Dončić speaks four languages: Slovenian, Serbian, English, and Spanish.

In 2017, while playing at Real Madrid, Dončić signed a two-year deal with Nike. In December 2019, it was announced that he had signed a multi-year endorsement deal with Air Jordan including a signature shoe, the Jordan Luka 1. On July 14, 2021, it was announced that Dončić would be the cover athlete for NBA 2K22, the 23rd installment in the NBA 2K video game series. In 2023, Dončić inked a six-year deal with Jordan, solidifying the continuation of his Jordan Luka line.

Dončić's 2018–19 Panini National Treasures basketball card sold for $4.6 million dollars in 2021.

Sports journalist Mina Kimes profiled Dončić in April 2018, writing that he is a gamer and enjoys playing video game franchises, such as Call of Duty, FIFA and Overwatch.
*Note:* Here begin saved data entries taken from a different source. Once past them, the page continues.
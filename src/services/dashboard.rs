//! Dashboard summary
//!
//! Fans out one [`StagingAggregator::fetch_all`] per content type, runs them
//! concurrently and merges the results into a pending-work summary. Any
//! failing type fails the whole summary.

use futures::future::try_join_all;
use serde::Serialize;
use tracing::debug;

use super::{StagedCollection, StagingAggregator, StagingError};
use crate::models::{ContentType, Item};

/// Pending work of one content type
#[derive(Debug, Clone, PartialEq, Serialize)]
pub struct DashboardEntry {
    pub kind: ContentType,
    pub title: &'static str,
    pub has_draft: bool,
    pub draft_items: Vec<Item>,
}

/// Pending work across content types, in caller order
#[derive(Debug, Clone, PartialEq, Serialize)]
pub struct DashboardSummary {
    pub entries: Vec<DashboardEntry>,
    pub has_drafts_overall: bool,
}

impl DashboardSummary {
    pub fn from_collections(collections: Vec<StagedCollection>) -> Self {
        let entries: Vec<DashboardEntry> = collections
            .into_iter()
            .map(|collection| DashboardEntry {
                kind: collection.kind,
                title: collection.kind.descriptor().title,
                has_draft: collection.has_pending(),
                draft_items: collection.draft,
            })
            .collect();
        let has_drafts_overall = entries.iter().any(|entry| entry.has_draft);
        Self {
            entries,
            has_drafts_overall,
        }
    }

    pub fn entry(&self, kind: ContentType) -> Option<&DashboardEntry> {
        self.entries.iter().find(|entry| entry.kind == kind)
    }
}

pub struct DashboardSummaryBuilder {
    aggregator: StagingAggregator,
}

impl DashboardSummaryBuilder {
    pub fn new(aggregator: StagingAggregator) -> Self {
        Self { aggregator }
    }

    pub async fn summarize(&self, types: &[ContentType]) -> Result<DashboardSummary, StagingError> {
        debug!("Summarizing {} content types", types.len());
        let collections = try_join_all(types.iter().map(|kind| self.aggregator.fetch_all(*kind))).await?;
        Ok(DashboardSummary::from_collections(collections))
    }
}
//! Form schemas for editable content types
//!
//! Each editable content type supplies a [`ContentSchema`]: the shape of its
//! HTML form, how to prefill it from an existing item, and how to validate
//! submitted input into the JSON payload sent to the content service.

use serde::{de::DeserializeOwned, Serialize};
use serde_json::{Map, Value};
use std::collections::{BTreeMap, HashMap};
use std::str::FromStr;

use super::{ContentType, Item};

/// Per-type form schema
pub trait ContentSchema: Send + Sync + 'static {
    /// Content type described by this schema
    const KIND: ContentType;

    /// Content type whose items populate the form's select inputs
    const OPTIONS: Option<ContentType> = None;

    /// Submitted form; every field decodes leniently and is checked by `validate`
    type Form: DeserializeOwned + Serialize + Default + Send + Sync + 'static;

    /// Form prefilled from an existing item
    fn form_from_item(item: &Item) -> Self::Form;

    /// Apply query-string presets to a blank form
    fn prefill(_form: &mut Self::Form, _query: &HashMap<String, String>, _options: &[Item]) {}

    /// Inputs to render for the given form state
    fn fields(form: &Self::Form, options: &[Item]) -> Vec<FormField>;

    /// Validate the form into the upstream payload
    fn validate(form: &Self::Form, scope: &Scope) -> Result<Map<String, Value>, FormErrors>;
}

/// Route context a nested form is submitted in
#[derive(Debug, Clone, Copy, Default, PartialEq, Eq)]
pub struct Scope {
    /// Owning parent taken from the URL
    pub parent: Option<(ContentType, i64)>,
}

impl Scope {
    pub fn top_level() -> Self {
        Self { parent: None }
    }

    pub fn nested(kind: ContentType, id: i64) -> Self {
        Self {
            parent: Some((kind, id)),
        }
    }

    /// Parent id if the scope's parent is of the given type
    pub fn parent_id(&self, kind: ContentType) -> Option<i64> {
        match self.parent {
            Some((k, id)) if k == kind => Some(id),
            _ => None,
        }
    }
}

/// Input widget kinds understood by the form template
#[derive(Debug, Clone, Copy, PartialEq, Eq, Serialize)]
#[serde(rename_all = "lowercase")]
pub enum InputKind {
    Text,
    Password,
    Number,
    Textarea,
    Select,
    Checkbox,
}

/// Option of a select input
#[derive(Debug, Clone, PartialEq, Eq, Serialize)]
pub struct SelectOption {
    pub value: String,
    pub label: String,
    pub selected: bool,
}

/// A single rendered form input
#[derive(Debug, Clone, PartialEq, Serialize)]
pub struct FormField {
    pub name: &'static str,
    pub label: &'static str,
    pub input: InputKind,
    pub value: String,
    pub checked: bool,
    pub required: bool,
    pub options: Vec<SelectOption>,
    pub error: Option<String>,
}

impl FormField {
    fn base(name: &'static str, label: &'static str, input: InputKind, value: &str) -> Self {
        Self {
            name,
            label,
            input,
            value: value.to_string(),
            checked: false,
            required: false,
            options: Vec::new(),
            error: None,
        }
    }

    pub fn text(name: &'static str, label: &'static str, value: &str) -> Self {
        Self::base(name, label, InputKind::Text, value)
    }

    pub fn password(name: &'static str, label: &'static str) -> Self {
        Self::base(name, label, InputKind::Password, "")
    }

    pub fn number(name: &'static str, label: &'static str, value: &str) -> Self {
        Self::base(name, label, InputKind::Number, value)
    }

    pub fn textarea(name: &'static str, label: &'static str, value: &str) -> Self {
        Self::base(name, label, InputKind::Textarea, value)
    }

    pub fn checkbox(name: &'static str, label: &'static str, checked: bool) -> Self {
        let mut field = Self::base(name, label, InputKind::Checkbox, "true");
        field.checked = checked;
        field
    }

    /// Select input; the option whose value equals `value` is marked selected
    pub fn select<I>(name: &'static str, label: &'static str, value: &str, options: I) -> Self
    where
        I: IntoIterator<Item = (String, String)>,
    {
        let mut field = Self::base(name, label, InputKind::Select, value);
        field.options = options
            .into_iter()
            .map(|(v, l)| SelectOption {
                selected: v == value,
                value: v,
                label: l,
            })
            .collect();
        field
    }

    /// Select over content items, keyed by id
    pub fn item_select(name: &'static str, label: &'static str, value: &str, items: &[Item]) -> Self {
        Self::select(
            name,
            label,
            value,
            items.iter().map(|i| (i.id.to_string(), i.label())),
        )
    }

    pub fn required(mut self) -> Self {
        self.required = true;
        self
    }
}

/// Attach validation messages to the matching fields
pub fn apply_errors(fields: &mut [FormField], errors: &FormErrors) {
    for field in fields.iter_mut() {
        field.error = errors.get(field.name).map(str::to_string);
    }
}

/// Field validation messages keyed by field name
#[derive(Debug, Clone, Default, PartialEq, Eq, Serialize)]
pub struct FormErrors(BTreeMap<String, String>);

impl FormErrors {
    pub fn new() -> Self {
        Self::default()
    }

    pub fn add(&mut self, field: &str, message: impl Into<String>) {
        self.0.entry(field.to_string()).or_insert_with(|| message.into());
    }

    pub fn get(&self, field: &str) -> Option<&str> {
        self.0.get(field).map(String::as_str)
    }

    pub fn is_empty(&self) -> bool {
        self.0.is_empty()
    }

    pub fn len(&self) -> usize {
        self.0.len()
    }

    /// `Ok(payload)` when no error was recorded
    pub fn finish(self, payload: Value) -> Result<Map<String, Value>, FormErrors> {
        if !self.is_empty() {
            return Err(self);
        }
        match payload {
            Value::Object(map) => Ok(map),
            _ => Ok(Map::new()),
        }
    }

    /// Non-empty trimmed text
    pub fn required_text(&mut self, field: &str, value: &str) -> Option<String> {
        let trimmed = value.trim();
        if trimmed.is_empty() {
            self.add(field, "This field is required");
            None
        } else {
            Some(trimmed.to_string())
        }
    }

    /// Positive integer id
    pub fn required_id(&mut self, field: &str, value: &str) -> Option<i64> {
        match value.trim().parse::<i64>() {
            Ok(id) if id > 0 => Some(id),
            _ => {
                self.add(field, "Please choose a valid entry");
                None
            }
        }
    }

    /// Optional number; blank input is `None`, garbage is an error
    pub fn optional_number<T: FromStr>(&mut self, field: &str, value: &str) -> Option<T> {
        let trimmed = value.trim();
        if trimmed.is_empty() {
            return None;
        }
        match trimmed.parse::<T>() {
            Ok(n) => Some(n),
            Err(_) => {
                self.add(field, "Please enter a number");
                None
            }
        }
    }

    /// Value from a closed set
    pub fn one_of(&mut self, field: &str, value: &str, allowed: &[&str]) -> Option<String> {
        let trimmed = value.trim();
        if allowed.contains(&trimmed) {
            Some(trimmed.to_string())
        } else {
            self.add(field, format!("Must be one of: {}", allowed.join(", ")));
            None
        }
    }
}

/// Blank text becomes `None`
pub fn optional_text(value: &str) -> Option<String> {
    let trimmed = value.trim();
    (!trimmed.is_empty()).then(|| trimmed.to_string())
}

/// Render an optional value into a form input value
pub fn display_opt<T: ToString>(value: Option<T>) -> String {
    value.map(|v| v.to_string()).unwrap_or_default()
}

/// Numeric field of an item rendered as input text, preserving decimals
pub fn number_field(item: &Item, field: &str) -> String {
    match item.get(field) {
        Some(Value::Number(n)) => n.to_string(),
        Some(Value::String(s)) => s.clone(),
        _ => String::new(),
    }
}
Dončić's skill in the latter has been particularly noted, having reached the "Grandmaster" tier in competitive play in March 2023, and later becoming a top 500 player in the tank role in Overwatch 2. In 2018, he was noted as playing Genji and Hanzo, and as a tank player, Dončić plays as Zarya. In 2025, he collaborated with Overwatch ahead of their second season with an advertising campaign featuring Dončić as the hero Cassidy, as well as exclusive in-game rewards.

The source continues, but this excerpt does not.